2Faculty of Veterinary Medicine, Kafrelsheikh University, Kafrelsheikh, Egypt

ABSTRACT

The current therapeutic approaches to the autoimmune disease rheumatoid arthritis depend mainly on synthetic anti-arthritis compounds that usually cause many adverse effects. The anti-arthritic effect of the hypocholesterolemic drug simvastatin (Sim) has been confirmed, however, its actual mechanism of action has not been investigated yet. Therefore, this study aimed to unveil the biochemical and molecular changes that accompany the application of Sim as anti-arthritic in a mouse model of pristane-induced arthritis. Female Swiss albino mice (20-30g) were randomly divided into 5 groups (n= 10/group): control, Sim control, pristane-induced arthritis, Sim co-treated, and Sim post-treated group. Sim treatment significantly 1) downregulated the expression of immunomodulatory genes [interferon gamma (IFNγ) and lactoferrin (LF)], 2) decreased the expression of inflammation-related genes [tumor necrosis factor alpha (TNFα) and interleukin 1 beta (IL1β)], 3) declined the expression of matrix metalloproteinase-3 (MMP3), transforming growth factor beta (TGFβ), and oxidized-LDL receptor (OLR1), 4) upregulated the expression of the anti-inflammatory gene IL10, 5) reduced the levels of the oxidative markers [lipid peroxide marker malondialdehyde (MDA) and nitric oxide (NO)], 6) increased the levels of antioxidant markers [reduced glutathione (GSH) and superoxide dismutase (SOD)]. These findings conclude that administration of Sim relieved pristane-induced arthritis, with best improvement in the Sim co-treated (prevention) group. Thus, Sim could be used as a protective drug against rheumatoid arthritis based on its immunomodulatory, anti-inflammatory, and antioxidant effects.

Article Information

Received 14 February 2022

Revised 15 April 2022

Accepted 18 May 2022

Available online 08 August 2022

(early access)

Published 01 September 2023

Authors’ Contribution

AE and TA presented basic concept and idea, did formal analysis of data and supervised the project. TA revised the manuscript. RM conducted the experiment and wrote the first draft.ME analysed data and interpreted it, wrote and revised the manuscript.

Key words

Simvastatin, Pristane, Arthritis, Anti-inflammatory, Antioxidant

DOI: https://dx.doi.org/10.17582/journal.pjz/20220214010205

* Corresponding author: mohamed.abouelmagd@vet.kfs.edu.eg

0030-9923/2023/0005-2349 $ 9.00/0

Copyright 2023 by the authors. Licensee Zoological Society of Pakistan.

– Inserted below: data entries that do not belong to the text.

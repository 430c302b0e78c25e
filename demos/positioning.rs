//! Example: Queued positioning with progress and cancellation
//!
//! Run with: cargo run --example positioning -- 192.168.75.70
//!
//! This example demonstrates:
//! - Running operations on the drive worker with `AsyncDrive`
//! - Waiting on results from a blocking thread
//! - Receiving positions while the drive moves
//! - Travelling in user units and to levels
//! - Cancelling a move from another thread by pressing Enter

use std::io::BufRead;
use std::sync::Arc;
use std::thread;

use festo_fhpp::{AsyncDrive, Drive, DriveConfig, FhppError, Levels, DEFAULT_MODBUS_PORT};
use tracing_subscriber::EnvFilter;

fn main() -> festo_fhpp::Result<()> {
    tracing_subscriber::fmt()
        .with_env_filter(
            EnvFilter::try_from_default_env().unwrap_or_else(|_| EnvFilter::new("festo_fhpp=info")),
        )
        .init();

    let host = std::env::args()
        .nth(1)
        .unwrap_or_else(|| "192.168.75.70".to_string());

    // Camera lift: 21 levels, 13 mm apart, 1000 drive units per mm
    let drive = AsyncDrive::new(Drive::new(DriveConfig::new(host, DEFAULT_MODBUS_PORT)))?
        .with_coefficient(1000.0)?
        .with_levels(Levels::new(21, 13.0)?);

    drive.set_observer(|position: i32| println!("  at {:>8}", position));

    // =========================================================================
    // Reference
    // =========================================================================

    drive.connect().wait()?;
    drive.homing().wait()?;
    println!("Homed");

    // =========================================================================
    // Move, cancellable from stdin
    // =========================================================================

    let engine = Arc::clone(drive.drive());
    thread::spawn(move || {
        let mut line = String::new();
        if std::io::stdin().lock().read_line(&mut line).is_ok() {
            if let Err(e) = engine.force_cancel() {
                eprintln!("cancel failed: {}", e);
            }
        }
    });

    println!("Moving to level 10, press Enter to cancel");
    match drive.move_to_level(10, 100).wait() {
        Ok(()) => println!("Level 10 reached at {} mm", drive.travel_position().wait()?),
        Err(FhppError::Cancelled { .. }) => println!("Cancelled"),
        Err(e) => return Err(e),
    }

    drive.travel_to(30.0).wait()?;
    println!("At {} mm", drive.travel_position().wait()?);

    drive.lock_drive().wait()?;
    Ok(())
}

This article is an open access article distributed under the terms and conditions of the Creative Commons Attribution (CC BY) license (https://creativecommons.org/licenses/by/4.0/).

INTRODUCTION

Rheumatoid arthritis (RA) is an autoimmune, chronic inflammatory disease affecting mainly the synovial membrane (Adamopoulos, 2015; Yang et al., 2021) with higher susceptibility in females than in males especially in the elderly with 45-50 years of age (Kustiarini et al., 2019). The synovial membrane (synovium) cells, synoviocytes , showed higher activities of CD 4+ T-lymphocytes, and higher levels of NF-kβ which induced the production of inflammatory cytokines such as tumor necrosis factor α (TNFα) and interleukin 1β (IL1β), adhesion molecules such as transforming growth factor β (TGFβ), and matrix-degrading molecules like matrix metalloproteinase-3 (MMP3) in RA patients (Edupuganti et al., 2015; Zaiss et al., 2021). However, the anti-inflammatory cytokine interleukin in 10 (IL10) was significantly reduced in the synoviocytes and sera of RA patients (Barbosa et al., 2017). Moreover, these cytokines attract a very large number of inflammatory cells that release reactive oxygen species (ROS) causing overproduction of the lipid peroxidation biomarker MDA and reduction of antioxidant markers such as reduced glutathione (GSH) and superoxide dismutase (SOD) in the blood of RA patients and animals (Ahmed et al., 2015; Yu et al., 2015).

Among the different methods used to induce RA in animals, pristane induced arthritis is preferable due to earlier onset of (Hou et al., 2011). It also specifically targets large joints that show severe inflammation with little involvement of other organs (Faisal et al., 2015; Sangaletti et al., 2021). Accordingly, pristane-induced arthritis has been extensively used in rodents as a model of RA (De Franco et al., 2014). Pristane can induce RA by activating macrophage and overproducing ROS, causing oxidative stress damage for the synovium (Mohamed et al., 2014; Sangaletti et al., 2021).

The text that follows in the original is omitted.